• EXERCISE PROMPT:
Print the records below verbatim.

[Opening RECORDS SUPPLIED section]

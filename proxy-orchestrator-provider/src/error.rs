use std::fmt;

use serde::{Deserialize, Serialize};

/// HTTP statuses that indicate a transient fault worth retrying.
pub const RETRYABLE_STATUSES: [u16; 5] = [429, 500, 502, 503, 504];

/// Lowercase fragments that mark an otherwise unclassified error as transient.
const RETRYABLE_MESSAGE_FRAGMENTS: [&str; 6] = [
    "rate limit",
    "too many requests",
    "timeout",
    "timed out",
    "connection",
    "temporarily unavailable",
];

/// Unified error type for all remote DNS API operations.
///
/// Each variant includes a `provider` field identifying which provider produced the error,
/// plus variant-specific context. All variants are serializable for structured error reporting.
///
/// # Retryable Errors
///
/// [`is_retryable`](Self::is_retryable) classifies transient failures:
/// - [`NetworkError`](Self::NetworkError) and [`Timeout`](Self::Timeout)
/// - [`RateLimited`](Self::RateLimited) (HTTP 429)
/// - [`ServerError`](Self::ServerError) with status 500, 502, 503 or 504
/// - [`Unknown`](Self::Unknown) whose message mentions a rate limit, timeout or connection problem
#[derive(Debug, Clone, Serialize, Deserialize)]
#[serde(tag = "code")]
pub enum ProviderError {
    /// A network-level error occurred (DNS resolution failure, connection refused, etc.).
    NetworkError {
        provider: String,
        detail: String,
    },

    /// The HTTP request timed out.
    Timeout {
        provider: String,
        detail: String,
    },

    /// The API rate limit has been exceeded (HTTP 429 or equivalent).
    RateLimited {
        provider: String,
        /// Suggested wait time in seconds before retrying, if provided by the API.
        retry_after: Option<u64>,
        raw_message: Option<String>,
    },

    /// The remote service answered with a 5xx status.
    ServerError {
        provider: String,
        /// HTTP status code.
        status: u16,
        /// Response body or error details.
        detail: String,
    },

    /// The provided credentials are invalid or expired.
    InvalidCredentials {
        provider: String,
        raw_message: Option<String>,
    },

    /// The token lacks permission for the requested operation.
    PermissionDenied {
        provider: String,
        raw_message: Option<String>,
    },

    /// The specified DNS record was not found.
    RecordNotFound {
        provider: String,
        /// ID of the record that was not found.
        record_id: String,
        raw_message: Option<String>,
    },

    /// The specified zone was not found.
    DomainNotFound {
        provider: String,
        /// Zone id or name that was not found.
        domain: String,
        raw_message: Option<String>,
    },

    /// A request parameter was rejected (e.g. a record that cannot be proxied).
    InvalidParameter {
        provider: String,
        /// Name of the invalid parameter.
        param: String,
        /// Description of what's wrong.
        detail: String,
    },

    /// Failed to parse the provider's API response.
    ParseError {
        provider: String,
        /// Details about the parse failure.
        detail: String,
    },

    /// Failed to serialize a request body.
    SerializationError {
        provider: String,
        /// Details about the serialization failure.
        detail: String,
    },

    /// An unrecognized error from the provider API.
    Unknown {
        provider: String,
        /// Raw error code from the API, if available.
        raw_code: Option<String>,
        /// Raw error message from the API.
        raw_message: String,
    },
}

impl ProviderError {
    /// Whether the failure is transient and the call may succeed when repeated.
    #[must_use]
    pub fn is_retryable(&self) -> bool {
        match self {
            Self::NetworkError { .. } | Self::Timeout { .. } | Self::RateLimited { .. } => true,
            Self::ServerError { status, .. } => RETRYABLE_STATUSES.contains(status),
            Self::Unknown { raw_message, .. } => message_looks_transient(raw_message),
            _ => false,
        }
    }

    /// 是否为预期行为（凭证、权限、资源不存在等），用于日志分级。
    ///
    /// 返回 `true` 时应使用 `warn` 级别，`false` 时使用 `error` 级别。
    /// **新增变体时请同步更新此方法。**
    #[must_use]
    pub fn is_expected(&self) -> bool {
        matches!(
            self,
            Self::InvalidCredentials { .. }
                | Self::PermissionDenied { .. }
                | Self::RecordNotFound { .. }
                | Self::DomainNotFound { .. }
                | Self::InvalidParameter { .. }
        )
    }

    /// Server-suggested delay, when the API sent a `Retry-After` header.
    #[must_use]
    pub fn retry_after(&self) -> Option<u64> {
        match self {
            Self::RateLimited { retry_after, .. } => *retry_after,
            _ => None,
        }
    }
}

fn message_looks_transient(message: &str) -> bool {
    let lowered = message.to_lowercase();
    RETRYABLE_MESSAGE_FRAGMENTS
        .iter()
        .any(|fragment| lowered.contains(fragment))
}

impl fmt::Display for ProviderError {
    fn fmt(&self, f: &mut fmt::Formatter<'_>) -> fmt::Result {
        match self {
            Self::NetworkError { provider, detail } => {
                write!(f, "[{provider}] Network error: {detail}")
            }
            Self::Timeout { provider, detail } => {
                write!(f, "[{provider}] Request timeout: {detail}")
            }
            Self::RateLimited {
                provider,
                retry_after: Some(secs),
                ..
            } => write!(f, "[{provider}] Rate limited (retry after {secs}s)"),
            Self::RateLimited { provider, .. } => write!(f, "[{provider}] Rate limited"),
            Self::ServerError {
                provider,
                status,
                detail,
            } => write!(f, "[{provider}] Server error (HTTP {status}): {detail}"),
            Self::InvalidCredentials {
                provider,
                raw_message,
            } => with_detail(f, provider, "Invalid credentials", raw_message.as_deref()),
            Self::PermissionDenied {
                provider,
                raw_message,
            } => with_detail(f, provider, "Permission denied", raw_message.as_deref()),
            Self::RecordNotFound {
                provider,
                record_id,
                ..
            } => write!(f, "[{provider}] Record '{record_id}' not found"),
            Self::DomainNotFound {
                provider,
                domain,
                raw_message,
            } => with_detail(
                f,
                provider,
                &format!("Zone '{domain}' not found"),
                raw_message.as_deref(),
            ),
            Self::InvalidParameter {
                provider,
                param,
                detail,
            } => write!(f, "[{provider}] Invalid parameter '{param}': {detail}"),
            Self::ParseError { provider, detail } => {
                write!(f, "[{provider}] Parse error: {detail}")
            }
            Self::SerializationError { provider, detail } => {
                write!(f, "[{provider}] Serialization error: {detail}")
            }
            Self::Unknown {
                provider,
                raw_message,
                ..
            } => write!(f, "[{provider}] {raw_message}"),
        }
    }
}

fn with_detail(
    f: &mut fmt::Formatter<'_>,
    provider: &str,
    what: &str,
    detail: Option<&str>,
) -> fmt::Result {
    match detail {
        Some(detail) => write!(f, "[{provider}] {what}: {detail}"),
        None => write!(f, "[{provider}] {what}"),
    }
}

impl std::error::Error for ProviderError {}

/// Convenience type alias for `Result<T, ProviderError>`.
pub type Result<T> = std::result::Result<T, ProviderError>;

[Closing RECORDS SUPPLIED section]

• RESULT FOR THIS EXERCISE:
filename proxy-orchestrator-provider/src/error.rs
use std::fmt;

use serde::{Deserialize, Serialize};

/// HTTP statuses that indicate a transient fault worth retrying.
pub const RETRYABLE_STATUSES: [u16; 5] = [429, 500, 502, 503, 504];

/// Lowercase fragments that mark an otherwise unclassified error as transient.
const RETRYABLE_MESSAGE_FRAGMENTS: [&str; 6] = [
    "rate limit",
    "too many requests",
    "timeout",
    "timed out",
    "connection",
    "temporarily unavailable",
];

/// Unified error type for all remote DNS API operations.
///
/// Each variant includes a `provider` field identifying which provider produced the error,
/// plus variant-specific context. All variants are serializable for structured error reporting.
///
/// # Retryable Errors
///
/// [`is_retryable`](Self::is_retryable) classifies transient failures:
/// - [`NetworkError`](Self::NetworkError) and [`Timeout`](Self::Timeout)
/// - [`RateLimited`](Self::RateLimited) (HTTP 429)
/// - [`ServerError`](Self::ServerError) with status 500, 502, 503 or 504
/// - [`Unknown`](Self::Unknown) whose message mentions a rate limit, timeout or connection problem
#[derive(Debug, Clone, Serialize, Deserialize)]
#[serde(tag = "code")]
pub enum ProviderError {
    /// A network-level error occurred (DNS resolution failure, connection refused, etc.).
    NetworkError {
        provider: String,
        detail: String,
    },

    /// The HTTP request timed out.
    Timeout {
        provider: String,
        detail: String,
    },

    /// The API rate limit has been exceeded (HTTP 429 or equivalent).
    RateLimited {
        provider: String,
        /// Suggested wait time in seconds before retrying, if provided by the API.
        retry_after: Option<u64>,
        raw_message: Option<String>,
    },

    /// The remote service answered with a 5xx status.
    ServerError {
        provider: String,
        /// HTTP status code.
        status: u16,
        /// Response body or error details.
        detail: String,
    },

    /// The provided credentials are invalid or expired.
    InvalidCredentials {
        provider: String,
        raw_message: Option<String>,
    },

    /// The token lacks permission for the requested operation.
    PermissionDenied {
        provider: String,
        raw_message: Option<String>,
    },

    /// The specified DNS record was not found.
    RecordNotFound {
        provider: String,
        /// ID of the record that was not found.
        record_id: String,
        raw_message: Option<String>,
    },

    /// The specified zone was not found.
    DomainNotFound {
        provider: String,
        /// Zone id or name that was not found.
        domain: String,
        raw_message: Option<String>,
    },

    /// A request parameter was rejected (e.g. a record that cannot be proxied).
    InvalidParameter {
        provider: String,
        /// Name of the invalid parameter.
        param: String,
        /// Description of what's wrong.
        detail: String,
    },

    /// Failed to parse the provider's API response.
    ParseError {
        provider: String,
        /// Details about the parse failure.
        detail: String,
    },

    /// Failed to serialize a request body.
    SerializationError {
        provider: String,
        /// Details about the serialization failure.
        detail: String,
    },

    /// An unrecognized error from the provider API.
    Unknown {
        provider: String,
        /// Raw error code from the API, if available.
        raw_code: Option<String>,
        /// Raw error message from the API.
        raw_message: String,
    },
}

impl ProviderError {
    /// Whether the failure is transient and the call may succeed when repeated.
    #[must_use]
    pub fn is_retryable(&self) -> bool {
        match self {
            Self::NetworkError { .. } | Self::Timeout { .. } | Self::RateLimited { .. } => true,
            Self::ServerError { status, .. } => RETRYABLE_STATUSES.contains(status),
            Self::Unknown { raw_message, .. } => message_looks_transient(raw_message),
            _ => false,
        }
    }

    /// 是否为预期行为（凭证、权限、资源不存在等），用于日志分级。
    ///
    /// 返回 `true` 时应使用 `warn` 级别，`false` 时使用 `error` 级别。
    /// **新增变体时请同步更新此方法。**
    #[must_use]
    pub fn is_expected(&self) -> bool {
        matches!(
            self,
            Self::InvalidCredentials { .. }
                | Self::PermissionDenied { .. }
                | Self::RecordNotFound { .. }
                | Self::DomainNotFound { .. }
                | Self::InvalidParameter { .. }
        )
    }

    /// Server-suggested delay, when the API sent a `Retry-After` header.
    #[must_use]
    pub fn retry_after(&self) -> Option<u64> {
        match self {
            Self::RateLimited { retry_after, .. } => *retry_after,
            _ => None,
        }
    }
}

fn message_looks_transient(message: &str) -> bool {
    let lowered = message.to_lowercase();
    RETRYABLE_MESSAGE_FRAGMENTS
        .iter()
        .any(|fragment| lowered.contains(fragment))
}

impl fmt::Display for ProviderError {
    fn fmt(&self, f: &mut fmt::Formatter<'_>) -> fmt::Result {
        match self {
            Self::NetworkError { provider, detail } => {
                write!(f, "[{provider}] Network error: {detail}")
            }
            Self::Timeout { provider, detail } => {
                write!(f, "[{provider}] Request timeout: {detail}")
            }
            Self::RateLimited {
                provider,
                retry_after: Some(secs),
                ..
            } => write!(f, "[{provider}] Rate limited (retry after {secs}s)"),
            Self::RateLimited { provider, .. } => write!(f, "[{provider}] Rate limited"),
            Self::ServerError {
                provider,
                status,
                detail,
            } => write!(f, "[{provider}] Server error (HTTP {status}): {detail}"),
            Self::InvalidCredentials {
                provider,
                raw_message,
            } => with_detail(f, provider, "Invalid credentials", raw_message.as_deref()),
            Self::PermissionDenied {
                provider,
                raw_message,
            } => with_detail(f, provider, "Permission denied", raw_message.as_deref()),
            Self::RecordNotFound {
                provider,
                record_id,
                ..
            } => write!(f, "[{provider}] Record '{record_id}' not found"),
            Self::DomainNotFound {
                provider,
                domain,
                raw_message,
            } => with_detail(
                f,
                provider,
                &format!("Zone '{domain}' not found"),
                raw_message.as_deref(),
            ),
            Self::InvalidParameter {
                provider,
                param,
                detail,
            } => write!(f, "[{provider}] Invalid parameter '{param}': {detail}"),
            Self::ParseError { provider, detail } => {
                write!(f, "[{provider}] Parse error: {detail}")
            }
            Self::SerializationError { provider, detail } => {
                write!(f, "[{provider}] Serialization error: {detail}")
            }
            Self::Unknown {
                provider,
                raw_message,
                ..
            } => write!(f, "[{provider}] {raw_message}"),
        }
    }
}

fn with_detail(
    f: &mut fmt::Formatter<'_>,
    provider: &str,
    what: &str,
    detail: Option<&str>,
) -> fmt::Result {
    match detail {
        Some(detail) => write!(f, "[{provider}] {what}: {detail}"),
        None => write!(f, "[{provider}] {what}"),
    }
}

impl std::error::Error for ProviderError {}

/// Convenience type alias for `Result<T, ProviderError>`.
pub type Result<T> = std::result::Result<T, ProviderError>;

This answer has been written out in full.